Civic and environmental activists are against any construction in the zone, citing it the green belt that will act as a carbon sink for Pune’s pollution.

Launch biodiversity park on hills in govt’s possession

Once again, the proposed biodiversity park (BDP) in the development plan (DP) of the Pune Municipal Corporation (PMC) has run into controversy. Civic and environmental activists are against any construction in the zone, citing it the green belt that will act as a carbon sink for the city’s pollution. There is another section of people, which cannot give up the rights to their lands in the BDP, who would want to reap handsome rewards for their investments.

Chief minister Prithviraj Chavan has suggested via the media to limit all construction to 4% of the size of individual land holdings.

Opponents of the BDP say that eventually, slums and encroachments would eat into the reserved area and that the estimated cost of acquiring the private lands — varying from Rs970 crore (Greens’ estimate) to Rs3,000 crore (government estimate) — is beyond the means of the state government, the PMC, and any special-purpose vehicle established to raise funds and related resources for the city’s “lungs”. Both arguments are not substantive: if there’s political will, these hurdles can be overcome.

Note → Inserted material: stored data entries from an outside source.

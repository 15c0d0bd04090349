//! User model and related functionality

use chrono::{DateTime, Utc};
use serde::{Deserialize, Serialize};
use std::fmt;
use std::str::FromStr;
use uuid::Uuid;

/// Roles a Makazi account can hold
#[derive(Debug, Clone, Copy, Serialize, Deserialize, PartialEq, Eq, Hash)]
#[serde(rename_all = "snake_case")]
pub enum UserRole {
    SuperAdmin,
    AgencyAdmin,
    Agent,
    Landlord,
    Caretaker,
    Tenant,
}

impl UserRole {
    pub fn as_str(&self) -> &'static str {
        match self {
            UserRole::SuperAdmin => "super_admin",
            UserRole::AgencyAdmin => "agency_admin",
            UserRole::Agent => "agent",
            UserRole::Landlord => "landlord",
            UserRole::Caretaker => "caretaker",
            UserRole::Tenant => "tenant",
        }
    }

    /// Roles that own a company record created at registration
    pub fn owns_company(&self) -> bool {
        matches!(self, UserRole::Landlord | UserRole::AgencyAdmin)
    }

    /// Roles scoped to an agency rather than to a single landlord
    pub fn is_agency_scoped(&self) -> bool {
        matches!(self, UserRole::AgencyAdmin | UserRole::Agent)
    }
}

impl fmt::Display for UserRole {
    fn fmt(&self, f: &mut fmt::Formatter<'_>) -> fmt::Result {
        f.write_str(self.as_str())
    }
}

impl FromStr for UserRole {
    type Err = String;

    fn from_str(s: &str) -> Result<Self, Self::Err> {
        match s {
            "super_admin" => Ok(UserRole::SuperAdmin),
            "agency_admin" => Ok(UserRole::AgencyAdmin),
            "agent" => Ok(UserRole::Agent),
            "landlord" => Ok(UserRole::Landlord),
            "caretaker" => Ok(UserRole::Caretaker),
            "tenant" => Ok(UserRole::Tenant),
            other => Err(format!("unknown role: {}", other)),
        }
    }
}

/// Account lifecycle state
#[derive(Debug, Clone, Copy, Serialize, Deserialize, PartialEq, Eq)]
#[serde(rename_all = "snake_case")]
pub enum UserStatus {
    /// Waiting for email verification or for an invitation to be accepted
    Pending,
    /// Created by an administrator, password must be changed on first login
    PendingSetup,
    Active,
    Inactive,
}

impl UserStatus {
    pub fn as_str(&self) -> &'static str {
        match self {
            UserStatus::Pending => "pending",
            UserStatus::PendingSetup => "pending_setup",
            UserStatus::Active => "active",
            UserStatus::Inactive => "inactive",
        }
    }

    /// Statuses allowed to authenticate with a password
    pub fn can_login(&self) -> bool {
        matches!(self, UserStatus::Active | UserStatus::PendingSetup)
    }
}

impl fmt::Display for UserStatus {
    fn fmt(&self, f: &mut fmt::Formatter<'_>) -> fmt::Result {
        f.write_str(self.as_str())
    }
}

impl FromStr for UserStatus {
    type Err = String;

    fn from_str(s: &str) -> Result<Self, Self::Err> {
        match s {
            "pending" => Ok(UserStatus::Pending),
            "pending_setup" => Ok(UserStatus::PendingSetup),
            "active" => Ok(UserStatus::Active),
            "inactive" => Ok(UserStatus::Inactive),
            other => Err(format!("unknown user status: {}", other)),
        }
    }
}

/// User entity
#[derive(Debug, Clone, Serialize, Deserialize)]
pub struct User {
    pub id: Uuid,
    pub email: Option<String>,
    pub phone_number: Option<String>,
    pub first_name: Option<String>,
    pub last_name: Option<String>,
    #[serde(skip_serializing, default)]
    pub password_hash: Option<String>,
    pub role: UserRole,
    pub status: UserStatus,
    pub email_verified: bool,
    pub company_id: Option<Uuid>,
    pub last_login_at: Option<DateTime<Utc>>,
    pub created_at: DateTime<Utc>,
    pub updated_at: DateTime<Utc>,
}

impl User {
    /// Name used to greet the user in emails
    pub fn display_name(&self) -> String {
        let full = [self.first_name.as_deref(), self.last_name.as_deref()]
            .into_iter()
            .flatten()
            .collect::<Vec<_>>()
            .join(" ");

        if !full.is_empty() {
            full
        } else {
            self.email.clone().unwrap_or_else(|| "there".to_string())
        }
    }
}

/// New user creation payload, password already hashed
#[derive(Debug, Clone)]
pub struct NewUser {
    pub email: Option<String>,
    pub phone_number: Option<String>,
    pub first_name: Option<String>,
    pub last_name: Option<String>,
    pub password_hash: Option<String>,
    pub role: UserRole,
    pub status: UserStatus,
    pub email_verified: bool,
}
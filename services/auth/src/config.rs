//! Auth service settings
//!
//! Infrastructure (database, Redis) is read by `common` from the process
//! environment. Everything else comes from `config/auth.toml` when present,
//! overridden by `AUTH__*` variables, e.g. `AUTH__JWT_SECRET`.

use config::{Config, ConfigError, Environment, File};
use serde::Deserialize;
use std::time::Duration;

use crate::{
    jwt::JwtConfig, mailer::HttpMailerConfig, rate_limiter::LoginThrottleConfig,
    session::SessionConfig,
};

#[derive(Clone, Deserialize)]
pub struct AuthSettings {
    pub jwt_secret: String,
    pub jwt_issuer: String,
    pub session_timeout_hours: i64,
    pub remember_me_days: i64,
    pub require_email_verification: bool,
    pub rotate_refresh_tokens: bool,
    pub frontend_url: String,
    /// Mail API endpoint. Without it links are only logged.
    pub mail_api_url: Option<String>,
    pub mail_api_key: String,
    pub mail_from: String,
    pub mail_timeout_secs: u64,
    pub login_max_attempts: u32,
    pub login_window_seconds: u64,
    pub login_ban_seconds: u64,
    pub bind_address: String,
}

impl std::fmt::Debug for AuthSettings {
    fn fmt(&self, f: &mut std::fmt::Formatter<'_>) -> std::fmt::Result {
        f.debug_struct("AuthSettings")
            .field("jwt_secret", &"[REDACTED]")
            .field("jwt_issuer", &self.jwt_issuer)
            .field("session_timeout_hours", &self.session_timeout_hours)
            .field("require_email_verification", &self.require_email_verification)
            .field("rotate_refresh_tokens", &self.rotate_refresh_tokens)
            .field("mail_api_url", &self.mail_api_url)
            .field("bind_address", &self.bind_address)
            .finish_non_exhaustive()
    }
}

impl AuthSettings {
    pub fn load() -> Result<Self, ConfigError> {
        Self::builder()?
            .add_source(File::with_name("config/auth").required(false))
            .add_source(Environment::with_prefix("AUTH").separator("__"))
            .build()?
            .try_deserialize()
    }

    fn builder() -> Result<config::ConfigBuilder<config::builder::DefaultState>, ConfigError> {
        Config::builder()
            .set_default("jwt_secret", "")?
            .set_default("jwt_issuer", "makazi-auth")?
            .set_default("session_timeout_hours", 24)?
            .set_default("remember_me_days", 30)?
            .set_default("require_email_verification", true)?
            .set_default("rotate_refresh_tokens", false)?
            .set_default("frontend_url", "http://localhost:5173")?
            .set_default("mail_api_key", "")?
            .set_default("mail_from", "Makazi <no-reply@makazi.co.ke>")?
            .set_default("mail_timeout_secs", 10)?
            .set_default("login_max_attempts", 5)?
            .set_default("login_window_seconds", 300)?
            .set_default("login_ban_seconds", 900)?
            .set_default("bind_address", "0.0.0.0:3000")
    }

    pub fn jwt_config(&self) -> JwtConfig {
        JwtConfig {
            secret: self.jwt_secret.clone(),
            issuer: self.jwt_issuer.clone(),
            session_timeout_hours: self.session_timeout_hours,
        }
    }

    pub fn session_config(&self) -> SessionConfig {
        SessionConfig {
            require_email_verification: self.require_email_verification,
            session_timeout_hours: self.session_timeout_hours,
            remember_me_days: self.remember_me_days,
            rotate_refresh_tokens: self.rotate_refresh_tokens,
            frontend_url: self.frontend_url.clone(),
        }
    }

    pub fn throttle_config(&self) -> LoginThrottleConfig {
        LoginThrottleConfig {
            max_attempts: self.login_max_attempts,
            window_seconds: self.login_window_seconds,
            ban_seconds: self.login_ban_seconds,
        }
    }

    pub fn mailer_config(&self) -> Option<HttpMailerConfig> {
        self.mail_api_url.as_ref().map(|api_url| HttpMailerConfig {
            api_url: api_url.clone(),
            api_key: self.mail_api_key.clone(),
            from: self.mail_from.clone(),
            timeout: Duration::from_secs(self.mail_timeout_secs),
        })
    }
}

#[cfg(test)]
mod tests {
    use super::*;
    use serial_test::serial;

    #[test]
    #[serial]
    fn defaults_apply_without_overrides() {
        let settings: AuthSettings = AuthSettings::builder()
            .expect("defaults")
            .build()
            .expect("builds")
            .try_deserialize()
            .expect("deserializes");

        assert_eq!(settings.session_timeout_hours, 24);
        assert!(settings.require_email_verification);
        assert!(!settings.rotate_refresh_tokens);
        assert!(settings.mailer_config().is_none());
        assert_eq!(settings.throttle_config().max_attempts, 5);
    }

    #[test]
    #[serial]
    fn environment_overrides_defaults() {
        unsafe {
            std::env::set_var("AUTH__JWT_SECRET", "an-overridden-secret-of-sufficient-length");
            std::env::set_var("AUTH__ROTATE_REFRESH_TOKENS", "true");
            std::env::set_var("AUTH__MAIL_API_URL", "https://mail.example.com/send");
        }

        let settings = AuthSettings::load().expect("loads");

        unsafe {
            std::env::remove_var("AUTH__JWT_SECRET");
            std::env::remove_var("AUTH__ROTATE_REFRESH_TOKENS");
            std::env::remove_var("AUTH__MAIL_API_URL");
        }

        assert_eq!(
            settings.jwt_config().secret,
            "an-overridden-secret-of-sufficient-length"
        );
        assert!(settings.session_config().rotate_refresh_tokens);
        let mailer = settings.mailer_config().expect("mail API configured");
        assert_eq!(mailer.timeout, Duration::from_secs(10));
    }

    #[test]
    fn debug_hides_secret() {
        let mut settings: AuthSettings = AuthSettings::builder()
            .expect("defaults")
            .build()
            .expect("builds")
            .try_deserialize()
            .expect("deserializes");
        settings.jwt_secret = "super-secret-value".to_string();
        assert!(!format!("{:?}", settings).contains("super-secret-value"));
    }
}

Danger lurks in the future: What if the 4% ceiling is violated or raised in the future, after the heat and dust of the controversy has subsided? Who is to ensure that illegal structures are demolished and the perpetrators are punished, rather than being regularised or merely slapped with a fine? What then is the bigger threat to greening of the hills: encroachment by slums or gross violations of laws by landholders? Polemics aside, it is time we initiated work on at least those hills that are already in the state government’s possession: nearly half of the 4,000-acre proposed BDP reservation.